Task instructions → Print the entries below in their entirety, exactly as they are written.

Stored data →
Content starts

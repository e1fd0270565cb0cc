//! # Effect Catalog
//!
//! Name -> recipe registry. Recipes are read-only once registered; hosts
//! list them (in registration order) to build pickers.

use std::collections::HashMap;
use std::sync::Arc;

use sparkfx_core::{Effect, EffectMeta};

use crate::batch::DynEffect;
use crate::error::{RuntimeError, RuntimeResult};

/// Registry of named effects.
#[derive(Default, Clone)]
pub struct EffectCatalog {
    /// Recipes in registration order.
    effects: Vec<Arc<dyn DynEffect>>,
    /// Name -> index into `effects`.
    index: HashMap<String, usize>,
}

impl EffectCatalog {
    /// Creates an empty catalog.
    #[must_use]
    pub fn new() -> Self {
        Self::default()
    }

    /// Registers a recipe under `effect.meta().name`.
    ///
    /// # Errors
    ///
    /// Returns [`RuntimeError::DuplicateEffect`] if the name is taken.
    pub fn register<E: Effect>(&mut self, effect: E) -> RuntimeResult<()> {
        self.register_shared(Arc::new(effect))
    }

    /// Registers an already shared recipe.
    ///
    /// # Errors
    ///
    /// Returns [`RuntimeError::DuplicateEffect`] if the name is taken.
    pub fn register_shared(&mut self, effect: Arc<dyn DynEffect>) -> RuntimeResult<()> {
        let name = effect.meta().name.clone();
        if self.index.contains_key(&name) {
            return Err(RuntimeError::DuplicateEffect(name));
        }
        tracing::debug!("Registered effect {:?}", name);
        self.index.insert(name, self.effects.len());
        self.effects.push(effect);
        Ok(())
    }

    /// Looks up a recipe by name.
    #[must_use]
    pub fn get(&self, name: &str) -> Option<&Arc<dyn DynEffect>> {
        self.index.get(name).map(|&i| &self.effects[i])
    }

    /// Whether `name` is registered.
    #[must_use]
    pub fn contains(&self, name: &str) -> bool {
        self.index.contains_key(name)
    }

    /// Registered names, in registration order.
    pub fn names(&self) -> impl Iterator<Item = &str> {
        self.effects.iter().map(|e| e.meta().name.as_str())
    }

    /// Metadata of every recipe, in registration order.
    pub fn metas(&self) -> impl Iterator<Item = &EffectMeta> {
        self.effects.iter().map(|e| e.meta())
    }

    /// Number of registered recipes.
    #[must_use]
    pub fn len(&self) -> usize {
        self.effects.len()
    }

    /// `true` if nothing is registered.
    #[must_use]
    pub fn is_empty(&self) -> bool {
        self.effects.is_empty()
    }
}

impl std::fmt::Debug for EffectCatalog {
    fn fmt(&self, f: &mut std::fmt::Formatter<'_>) -> std::fmt::Result {
        f.debug_list().entries(self.names()).finish()
    }
}

#[cfg(test)]
mod tests {
    use super::*;
    use crate::testing::Stub;

    #[test]
    fn test_register_and_lookup() {
        let mut catalog = EffectCatalog::new();
        catalog.register(Stub::new("b", 1, 5.0)).unwrap();
        catalog.register(Stub::new("a", 1, 5.0)).unwrap();

        assert!(catalog.contains("a"));
        assert!(catalog.get("missing").is_none());
        assert_eq!(catalog.get("b").map(|e| e.meta().name.as_str()), Some("b"));
        assert_eq!(catalog.names().collect::<Vec<_>>(), vec!["b", "a"]);
        assert_eq!(catalog.len(), 2);
    }

    #[test]
    fn test_duplicate_name_is_rejected() {
        let mut catalog = EffectCatalog::new();
        catalog.register(Stub::new("x", 1, 5.0)).unwrap();
        let err = catalog.register(Stub::new("x", 3, 1.0)).unwrap_err();
        assert!(matches!(err, RuntimeError::DuplicateEffect(name) if name == "x"));
        assert_eq!(catalog.len(), 1);
    }
}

Content ends

Written answer →
repository e1fd0270565cb0cc
//! # Effect Catalog
//!
//! Name -> recipe registry. Recipes are read-only once registered; hosts
//! list them (in registration order) to build pickers.

use std::collections::HashMap;
use std::sync::Arc;

use sparkfx_core::{Effect, EffectMeta};

use crate::batch::DynEffect;
use crate::error::{RuntimeError, RuntimeResult};

/// Registry of named effects.
#[derive(Default, Clone)]
pub struct EffectCatalog {
    /// Recipes in registration order.
    effects: Vec<Arc<dyn DynEffect>>,
    /// Name -> index into `effects`.
    index: HashMap<String, usize>,
}

impl EffectCatalog {
    /// Creates an empty catalog.
    #[must_use]
    pub fn new() -> Self {
        Self::default()
    }

    /// Registers a recipe under `effect.meta().name`.
    ///
    /// # Errors
    ///
    /// Returns [`RuntimeError::DuplicateEffect`] if the name is taken.
    pub fn register<E: Effect>(&mut self, effect: E) -> RuntimeResult<()> {
        self.register_shared(Arc::new(effect))
    }

    /// Registers an already shared recipe.
    ///
    /// # Errors
    ///
    /// Returns [`RuntimeError::DuplicateEffect`] if the name is taken.
    pub fn register_shared(&mut self, effect: Arc<dyn DynEffect>) -> RuntimeResult<()> {
        let name = effect.meta().name.clone();
        if self.index.contains_key(&name) {
            return Err(RuntimeError::DuplicateEffect(name));
        }
        tracing::debug!("Registered effect {:?}", name);
        self.index.insert(name, self.effects.len());
        self.effects.push(effect);
        Ok(())
    }

    /// Looks up a recipe by name.
    #[must_use]
    pub fn get(&self, name: &str) -> Option<&Arc<dyn DynEffect>> {
        self.index.get(name).map(|&i| &self.effects[i])
    }

    /// Whether `name` is registered.
    #[must_use]
    pub fn contains(&self, name: &str) -> bool {
        self.index.contains_key(name)
    }

    /// Registered names, in registration order.
    pub fn names(&self) -> impl Iterator<Item = &str> {
        self.effects.iter().map(|e| e.meta().name.as_str())
    }

    /// Metadata of every recipe, in registration order.
    pub fn metas(&self) -> impl Iterator<Item = &EffectMeta> {
        self.effects.iter().map(|e| e.meta())
    }

    /// Number of registered recipes.
    #[must_use]
    pub fn len(&self) -> usize {
        self.effects.len()
    }

    /// `true` if nothing is registered.
    #[must_use]
    pub fn is_empty(&self) -> bool {
        self.effects.is_empty()
    }
}

impl std::fmt::Debug for EffectCatalog {
    fn fmt(&self, f: &mut std::fmt::Formatter<'_>) -> std::fmt::Result {
        f.debug_list().entries(self.names()).finish()
    }
}

#[cfg(test)]
mod tests {
    use super::*;
    use crate::testing::Stub;

    #[test]
    fn test_register_and_lookup() {
        let mut catalog = EffectCatalog::new();
        catalog.register(Stub::new("b", 1, 5.0)).unwrap();
        catalog.register(Stub::new("a", 1, 5.0)).unwrap();

        assert!(catalog.contains("a"));
        assert!(catalog.get("missing").is_none());
        assert_eq!(catalog.get("b").map(|e| e.meta().name.as_str()), Some("b"));
        assert_eq!(catalog.names().collect::<Vec<_>>(), vec!["b", "a"]);
        assert_eq!(catalog.len(), 2);
    }

    #[test]
    fn test_duplicate_name_is_rejected() {
        let mut catalog = EffectCatalog::new();
        catalog.register(Stub::new("x", 1, 5.0)).unwrap();
        let err = catalog.register(Stub::new("x", 3, 1.0)).unwrap_err();
        assert!(matches!(err, RuntimeError::DuplicateEffect(name) if name == "x"));
        assert_eq!(catalog.len(), 1);
    }
}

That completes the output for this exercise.